| Records provided |

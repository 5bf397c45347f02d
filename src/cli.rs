use clap::{Parser, Subcommand};

/// Greenlight — human approval gate for automated pipelines
#[derive(Parser)]
#[command(name = "greenlight", version, about)]
pub struct Cli {
    /// Base URL of a running Greenlight server (for request subcommands).
    #[arg(long, env = "GREENLIGHT_URL", default_value = "http://127.0.0.1:8443")]
    pub url: String,

    #[command(subcommand)]
    pub command: Option<Commands>,
}

#[derive(Subcommand)]
pub enum Commands {
    /// Run the approval engine and management API
    Serve {
        /// Port to listen on
        #[arg(short, long, default_value_t = 8443)]
        port: u16,
    },
    /// Inspect and resolve approval requests on a running server
    Request {
        #[command(subcommand)]
        command: RequestCommands,
    },
}

#[derive(Subcommand)]
pub enum RequestCommands {
    /// List requests, newest first
    List {
        /// Filter: pending | approved | rejected | timed_out | cancelled
        #[arg(long)]
        status: Option<String>,
        /// Filter by the submitting producer's owner tag
        #[arg(long)]
        requested_by: Option<String>,
    },
    /// Show one request in full
    Show { request_id: String },
    /// Approve a pending request
    Approve {
        request_id: String,
        #[arg(long)]
        decided_by: String,
        #[arg(long)]
        reason: Option<String>,
    },
    /// Reject a pending request (a reason is required by default policy)
    Reject {
        request_id: String,
        #[arg(long)]
        decided_by: String,
        #[arg(long)]
        reason: String,
    },
    /// Cancel a pending request whose producer is gone
    Cancel { request_id: String },
}
use serde::{Deserialize, Serialize};
use uuid::Uuid;

use super::approval::{ApprovalRequest, ApprovalStatus};

/// Why a record appeared on the change feed.
#[derive(Debug, Clone, Copy, PartialEq, Eq)]
pub enum ChangeKind {
    Created,
    Updated,
}

/// One entry on the store's change feed. Carries the full record so
/// consumers never have to read back through the store.
#[derive(Debug, Clone)]
pub struct ChangeEvent {
    pub kind: ChangeKind,
    pub record: ApprovalRequest,
}

impl ChangeEvent {
    pub fn created(record: ApprovalRequest) -> Self {
        Self {
            kind: ChangeKind::Created,
            record,
        }
    }

    pub fn updated(record: ApprovalRequest) -> Self {
        Self {
            kind: ChangeKind::Updated,
            record,
        }
    }
}

/// Wire messages delivered to push-channel observers.
#[derive(Debug, Clone, Serialize, Deserialize)]
#[serde(tag = "type", rename_all = "snake_case")]
pub enum PushMessage {
    /// Baseline state sent once, immediately after connecting.
    InitialSnapshot { pending: Vec<ApprovalRequest> },
    /// A new request entered the pending set.
    Created { request: ApprovalRequest },
    /// A request changed state.
    Update {
        request_id: Uuid,
        status: ApprovalStatus,
        #[serde(skip_serializing_if = "Option::is_none")]
        decided_by: Option<String>,
        #[serde(skip_serializing_if = "Option::is_none")]
        reason: Option<String>,
        revision_index: u32,
    },
}

impl From<ChangeEvent> for PushMessage {
    fn from(event: ChangeEvent) -> Self {
        match event.kind {
            ChangeKind::Created => PushMessage::Created {
                request: event.record,
            },
            ChangeKind::Updated => PushMessage::Update {
                request_id: event.record.id,
                status: event.record.status,
                decided_by: event.record.decided_by,
                reason: event.record.rejection_reason,
                revision_index: event.record.revision_index,
            },
        }
    }
}
//! End-to-end lifecycle scenarios: creation, decisions, the timeout sweep,
//! concurrent writers, and observer fan-out.

use std::sync::Arc;
use std::time::Duration;

use greenlight::errors::AppError;
use greenlight::hub::NotificationHub;
use greenlight::manager::{ApprovalPolicy, LifecycleManager};
use greenlight::models::approval::{
    ApprovalKind, ApprovalStatus, Decision, DecisionOutcome, NewApproval,
};
use greenlight::models::event::PushMessage;
use greenlight::store::{ApprovalStore, ListFilter, MemoryStore};

fn engine_with_timeout(default_timeout: Duration) -> (Arc<MemoryStore>, Arc<LifecycleManager>) {
    let store = Arc::new(MemoryStore::new());
    let manager = Arc::new(LifecycleManager::new(
        store.clone() as Arc<dyn ApprovalStore>,
        ApprovalPolicy {
            default_timeout,
            ..ApprovalPolicy::default()
        },
    ));
    (store, manager)
}

fn submission(title: &str) -> NewApproval {
    NewApproval::new(ApprovalKind::PlanApproval, title, "step 1…", "pipeline")
}

/// Scenario: a request nobody answers is swept to `TimedOut`, and a pending
/// `wait_for_decision` call observes that as its outcome.
#[tokio::test]
async fn test_unattended_request_times_out() {
    let (_, mgr) = engine_with_timeout(Duration::from_millis(150));
    mgr.clone().spawn_timeout_sweep(Duration::from_millis(25));

    let rec = mgr.request_approval(submission("plan")).await.unwrap();

    let waiter = {
        let mgr = mgr.clone();
        let id = rec.id;
        tokio::spawn(async move { mgr.wait_for_decision(id, None).await })
    };

    let outcome = tokio::time::timeout(Duration::from_secs(3), waiter)
        .await
        .expect("waiter should resolve well before the harness timeout")
        .unwrap()
        .unwrap();
    assert_eq!(outcome, DecisionOutcome::TimedOut);

    let stored = mgr.get(rec.id).await.unwrap();
    assert_eq!(stored.status, ApprovalStatus::TimedOut);
    assert!(stored.decided_at.is_some());
    assert!(stored.decided_by.is_none());
}

/// Scenario: an approval wakes the waiting producer with the decider's
/// identity, within a bounded latency of the transition.
#[tokio::test]
async fn test_decision_wakes_waiter_promptly() {
    let (_, mgr) = engine_with_timeout(Duration::from_secs(60));
    let rec = mgr.request_approval(submission("plan")).await.unwrap();

    let waiter = {
        let mgr = mgr.clone();
        let id = rec.id;
        tokio::spawn(async move { mgr.wait_for_decision(id, None).await })
    };
    // Let the waiter subscribe before the decision lands.
    tokio::time::sleep(Duration::from_millis(20)).await;

    let decided_at = tokio::time::Instant::now();
    mgr.decide(rec.id, Decision::Approve, "alice", None)
        .await
        .unwrap();

    let outcome = tokio::time::timeout(Duration::from_millis(500), waiter)
        .await
        .expect("waiter must wake within 500ms of the transition")
        .unwrap()
        .unwrap();
    assert!(decided_at.elapsed() < Duration::from_millis(500));
    assert_eq!(
        outcome,
        DecisionOutcome::Approved {
            decided_by: "alice".into()
        }
    );
}

/// Scenario: two humans race on the same request — exactly one wins, the
/// loser sees `Conflict`, and the stored state matches the winner only.
#[tokio::test]
async fn test_concurrent_decisions_have_one_winner() {
    let (_, mgr) = engine_with_timeout(Duration::from_secs(60));
    let rec = mgr.request_approval(submission("plan")).await.unwrap();

    let approve = {
        let mgr = mgr.clone();
        let id = rec.id;
        tokio::spawn(async move { mgr.decide(id, Decision::Approve, "alice", None).await })
    };
    let reject = {
        let mgr = mgr.clone();
        let id = rec.id;
        tokio::spawn(async move {
            mgr.decide(id, Decision::Reject, "bob", Some("not ready".into()))
                .await
        })
    };

    let approve = approve.await.unwrap();
    let reject = reject.await.unwrap();
    assert_eq!(approve.is_ok() as u8 + reject.is_ok() as u8, 1);

    let stored = mgr.get(rec.id).await.unwrap();
    match (&approve, &reject) {
        (Ok(_), Err(AppError::Conflict { current, .. })) => {
            assert_eq!(stored.status, ApprovalStatus::Approved);
            assert_eq!(stored.decided_by.as_deref(), Some("alice"));
            assert_eq!(*current, ApprovalStatus::Approved);
        }
        (Err(AppError::Conflict { current, .. }), Ok(_)) => {
            assert_eq!(stored.status, ApprovalStatus::Rejected);
            assert_eq!(stored.decided_by.as_deref(), Some("bob"));
            assert_eq!(*current, ApprovalStatus::Rejected);
        }
        other => panic!("expected exactly one winner, got {other:?}"),
    }
}

/// Scenario: a producer aborts and cancels; the waiter observes `Cancelled`
/// and the request leaves the pending set.
#[tokio::test]
async fn test_cancel_wakes_waiter_and_clears_pending() {
    let (_, mgr) = engine_with_timeout(Duration::from_secs(60));
    let rec = mgr.request_approval(submission("plan")).await.unwrap();

    let waiter = {
        let mgr = mgr.clone();
        let id = rec.id;
        tokio::spawn(async move { mgr.wait_for_decision(id, None).await })
    };
    tokio::time::sleep(Duration::from_millis(20)).await;

    mgr.cancel(rec.id).await.unwrap();

    let outcome = tokio::time::timeout(Duration::from_secs(1), waiter)
        .await
        .unwrap()
        .unwrap()
        .unwrap();
    assert_eq!(outcome, DecisionOutcome::Cancelled);

    let pending = mgr.list(ListFilter::pending()).await.unwrap();
    assert!(pending.is_empty());
}

/// A store outage surfaces as `StorageUnavailable` — never as "still
/// pending".
#[tokio::test]
async fn test_store_outage_propagates() {
    let (store, mgr) = engine_with_timeout(Duration::from_secs(60));
    let rec = mgr.request_approval(submission("plan")).await.unwrap();

    store.close();

    assert!(matches!(
        mgr.get(rec.id).await.unwrap_err(),
        AppError::StorageUnavailable
    ));
    assert!(matches!(
        mgr.decide(rec.id, Decision::Approve, "alice", None)
            .await
            .unwrap_err(),
        AppError::StorageUnavailable
    ));
    assert!(matches!(
        mgr.request_approval(submission("more")).await.unwrap_err(),
        AppError::StorageUnavailable
    ));
}

/// Fan-out across the whole engine: observers connected through the hub see
/// the create and the decision, in order, even while another observer drops.
#[tokio::test]
async fn test_observers_see_lifecycle_in_order() {
    let store = Arc::new(MemoryStore::new());
    let hub = Arc::new(NotificationHub::new(store.clone() as Arc<dyn ApprovalStore>));
    hub.clone().spawn();
    let mgr = Arc::new(LifecycleManager::new(
        store as Arc<dyn ApprovalStore>,
        ApprovalPolicy::default(),
    ));

    let mut surviving = hub.connect().await.unwrap();
    let doomed = hub.connect().await.unwrap();

    // Snapshot comes first on every connection.
    let snapshot = tokio::time::timeout(Duration::from_secs(1), surviving.rx.recv())
        .await
        .unwrap()
        .unwrap();
    assert!(matches!(
        snapshot,
        PushMessage::InitialSnapshot { ref pending } if pending.is_empty()
    ));

    // One observer's connection dies; the rest keep receiving.
    drop(doomed.rx);

    let rec = mgr.request_approval(submission("plan")).await.unwrap();
    mgr.decide(rec.id, Decision::Reject, "bob", Some("redo the numbers".into()))
        .await
        .unwrap();

    let created = tokio::time::timeout(Duration::from_secs(1), surviving.rx.recv())
        .await
        .unwrap()
        .unwrap();
    match created {
        PushMessage::Created { request } => assert_eq!(request.id, rec.id),
        other => panic!("expected created, got {other:?}"),
    }

    let update = tokio::time::timeout(Duration::from_secs(1), surviving.rx.recv())
        .await
        .unwrap()
        .unwrap();
    match update {
        PushMessage::Update {
            request_id,
            status,
            decided_by,
            reason,
            ..
        } => {
            assert_eq!(request_id, rec.id);
            assert_eq!(status, ApprovalStatus::Rejected);
            assert_eq!(decided_by.as_deref(), Some("bob"));
            assert_eq!(reason.as_deref(), Some("redo the numbers"));
        }
        other => panic!("expected update, got {other:?}"),
    }
}

/// A freshly connected observer's snapshot holds pending requests only.
#[tokio::test]
async fn test_late_observer_snapshot_excludes_terminal() {
    let store = Arc::new(MemoryStore::new());
    let hub = Arc::new(NotificationHub::new(store.clone() as Arc<dyn ApprovalStore>));
    hub.clone().spawn();
    let mgr = Arc::new(LifecycleManager::new(
        store as Arc<dyn ApprovalStore>,
        ApprovalPolicy::default(),
    ));

    let open = mgr.request_approval(submission("open")).await.unwrap();
    let closed = mgr.request_approval(submission("closed")).await.unwrap();
    mgr.decide(closed.id, Decision::Approve, "alice", None)
        .await
        .unwrap();

    let mut observer = hub.connect().await.unwrap();
    let snapshot = tokio::time::timeout(Duration::from_secs(1), observer.rx.recv())
        .await
        .unwrap()
        .unwrap();
    match snapshot {
        PushMessage::InitialSnapshot { pending } => {
            assert_eq!(pending.len(), 1);
            assert_eq!(pending[0].id, open.id);
        }
        other => panic!("expected snapshot, got {other:?}"),
    }
}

| What the task requires |
What is needed is a word-for-word copy of the records above, from the first line through the line that contains "pub struct Cli".

| Answer below |
repository 5bf397c45347f02d
filename src/cli.rs
use clap::{Parser, Subcommand};

/// Greenlight — human approval gate for automated pipelines
#[derive(Parser)]
#[command(name = "greenlight", version, about)]
pub struct Cli {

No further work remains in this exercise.